# Softmax and Sigmoid

Task: more practice using the `softmax` function, and connect it with the `sigmoid` function.

## Setup

In [1]:
import torch
from torch import tensor
import matplotlib.pyplot as plt
%matplotlib inline

In [2]:
def softmax(x):
    return torch.softmax(x, axis=0)

## Task

Try this example:

In [3]:
x1 = tensor([0.1, 0.2, 0.3])
x2 = tensor([0.1, 0.2, 100])

In [4]:
softmax(x1)

tensor([0.3006, 0.3322, 0.3672])

1. Write a block of code that assigns `p = softmax(x1)` then evaluates `p.sum()`. **Before you run it**, predict what the output will be.

In [5]:
# your code here
p = softmax(x1)
p.sum()

tensor(1.0000)

2. Write a block of code that evaluates `p2 = softmax(x2)` and displays the result. **Before you run it**, predict what it will output.

In [6]:
# your code here
p2 = softmax(x2)
p.sum()

tensor(1.0000)


3. Evaluate `torch.sigmoid(tensor(0.1))`. Write an expression that uses `softmax` to get the same output. *Hint*: Give `sigmoid` a two-element `tensor([num1, num2])`, where one of the elements is 0.

In [21]:
# your code here
torch.sigmoid(tensor([0.1, -0.1]))

tensor([0.5250, 0.4750])

In [23]:
n = tensor([0.1,0.0])
print(torch.sigmoid(n))
print(softmax((n)))

tensor([0.5250, 0.5000])
tensor([0.5250, 0.4750])


## Analysis

1. A valid probability distribution has no negative numbers and sums to 1. Is `softmax(x)` a valid probability distribution? Why or why not?

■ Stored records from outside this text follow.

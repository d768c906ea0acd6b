use crate::game::board::{Board, COLS};

/// Returns the columns, left to right, whose top cell is still empty.
/// An empty vector means the board is full.
pub fn get_legal_moves(board: &Board) -> Vec<usize> {
    (0..COLS)
        .filter(|&column| !board.is_column_full(column))
        .collect()
}
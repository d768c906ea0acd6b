//! Monte Carlo Tree Search move selection.
//!
//! Each decision grows a fresh [`SearchTree`] rooted at the current board for
//! a fixed number of iterations, then plays the most visited root child. The
//! tree is dropped as soon as the [`MctsResult`] snapshot has been taken.
use rand::rngs::StdRng;
use rand::seq::IndexedRandom;
use rand::{Rng, SeedableRng};

use crate::game::board::Board;
use crate::game::get_legal_moves::get_legal_moves;
use crate::game::winner::is_terminal;
use crate::mcts::hyperparameters::MctsHyperparameters;
use crate::mcts::mcts_result::{ChildStats, MctsResult};
use crate::mcts::selection::DEFAULT_EXPLORATION_CONSTANT;
use crate::mcts::tree::SearchTree;
use crate::{ConnectFourError, Result};

/// Picks a column for the player to move with `num_simulations` iterations
/// and the default exploration constant.
pub fn choose_move<R: Rng + ?Sized>(
    board: &Board,
    num_simulations: usize,
    rng: &mut R,
) -> Result<MctsResult> {
    let hyperparams = MctsHyperparameters {
        num_simulations,
        exploration_constant: DEFAULT_EXPLORATION_CONSTANT,
        seed: None,
    };
    choose_move_with(board, &hyperparams, rng)
}

/// Picks a column for the player to move. Fails with
/// [`ConnectFourError::GameOver`] if `board` is already terminal.
pub fn choose_move_with<R: Rng + ?Sized>(
    board: &Board,
    hyperparams: &MctsHyperparameters,
    rng: &mut R,
) -> Result<MctsResult> {
    let tree = build_search_tree(board, hyperparams, rng)?;
    let result = summarize(&tree, hyperparams.num_simulations, rng)?;

    log::debug!(
        "MCTS picked column {} ({} visits on root, {} nodes)",
        result.best_column,
        result.root_visits,
        result.tree_size
    );
    for child in &result.children {
        log::trace!("{}", child);
    }
    Ok(result)
}

/// Runs the full search and hands back the grown tree.
pub fn build_search_tree<R: Rng + ?Sized>(
    board: &Board,
    hyperparams: &MctsHyperparameters,
    rng: &mut R,
) -> Result<SearchTree> {
    if is_terminal(board) {
        return Err(ConnectFourError::GameOver);
    }
    hyperparams.validate()?;

    let mut tree = SearchTree::new(*board);
    for _ in 0..hyperparams.num_simulations {
        tree.run_iteration(hyperparams.exploration_constant, rng);
    }
    Ok(tree)
}

fn summarize<R: Rng + ?Sized>(
    tree: &SearchTree,
    iterations: usize,
    rng: &mut R,
) -> Result<MctsResult> {
    let root = tree.get(tree.root());
    let children: Vec<ChildStats> = root
        .children
        .iter()
        .map(|&id| tree.get(id))
        .filter_map(|child| {
            child.move_that_led_here.map(|column| ChildStats {
                column,
                visits: child.visit_count,
                average_score: child.average_score(),
                win_rate: child.win_rate(),
            })
        })
        .collect();

    let best = tree
        .most_visited_root_child()
        .and_then(|id| tree.get(id).move_that_led_here);

    let (best_column, used_fallback) = match best {
        Some(column) => (column, false),
        None => {
            log::warn!(
                "{}; falling back to a random legal column",
                ConnectFourError::EmptySearch
            );
            let column = get_legal_moves(&root.board)
                .choose(rng)
                .copied()
                .ok_or(ConnectFourError::GameOver)?;
            (column, true)
        }
    };

    Ok(MctsResult {
        best_column,
        children,
        root_visits: root.visit_count,
        iterations,
        tree_size: tree.len(),
        used_fallback,
    })
}

/// Stateful wrapper owning its configuration and random generator.
#[derive(Debug)]
pub struct MctsEngine {
    hyperparams: MctsHyperparameters,
    rng: StdRng,
}

impl MctsEngine {
    /// Seeds the generator from `hyperparams.seed`, or from the OS if unset.
    pub fn new(hyperparams: MctsHyperparameters) -> Result<Self> {
        hyperparams.validate()?;
        let rng = match hyperparams.seed {
            Some(seed) => StdRng::seed_from_u64(seed),
            None => StdRng::from_os_rng(),
        };
        Ok(MctsEngine { hyperparams, rng })
    }

    pub fn hyperparameters(&self) -> &MctsHyperparameters {
        &self.hyperparams
    }

    pub fn choose_move(&mut self, board: &Board) -> Result<MctsResult> {
        choose_move_with(board, &self.hyperparams, &mut self.rng)
    }
}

Yes it is because the outputs sum to 1.

2. Jargon alert: sometimes `x` is called the "logits" and `x.softmax(axis=0).log()` (or `x.log_softmax(axis=0)`) is called the "logprobs", short for "log probabilities". Complete the following expressions for `x1` (from the example above).

In [27]:
logits = tensor([0.1, 0.2, 0.3])
logprobs = logits.softmax(axis=0).log()
probabilities = logits.softmax(axis=0)
print(logprobs)
print(probabilities)


tensor([-1.2019, -1.1019, -1.0019])
tensor([0.3006, 0.3322, 0.3672])


3. In light of your observations about the difference between `softmax(x1)` and `softmax(x2)`, why might `softmax` be an appropriate name for this function?

In [29]:
print(softmax(x1))
print(softmax(x2))

tensor([0.3006, 0.3322, 0.3672])
tensor([4.0638e-44, 4.4842e-44, 1.0000e+00])


It might be an appropriate name because the output isn't one absolute maximum; `softmax()` returns a range/list of possible maximum probabilities.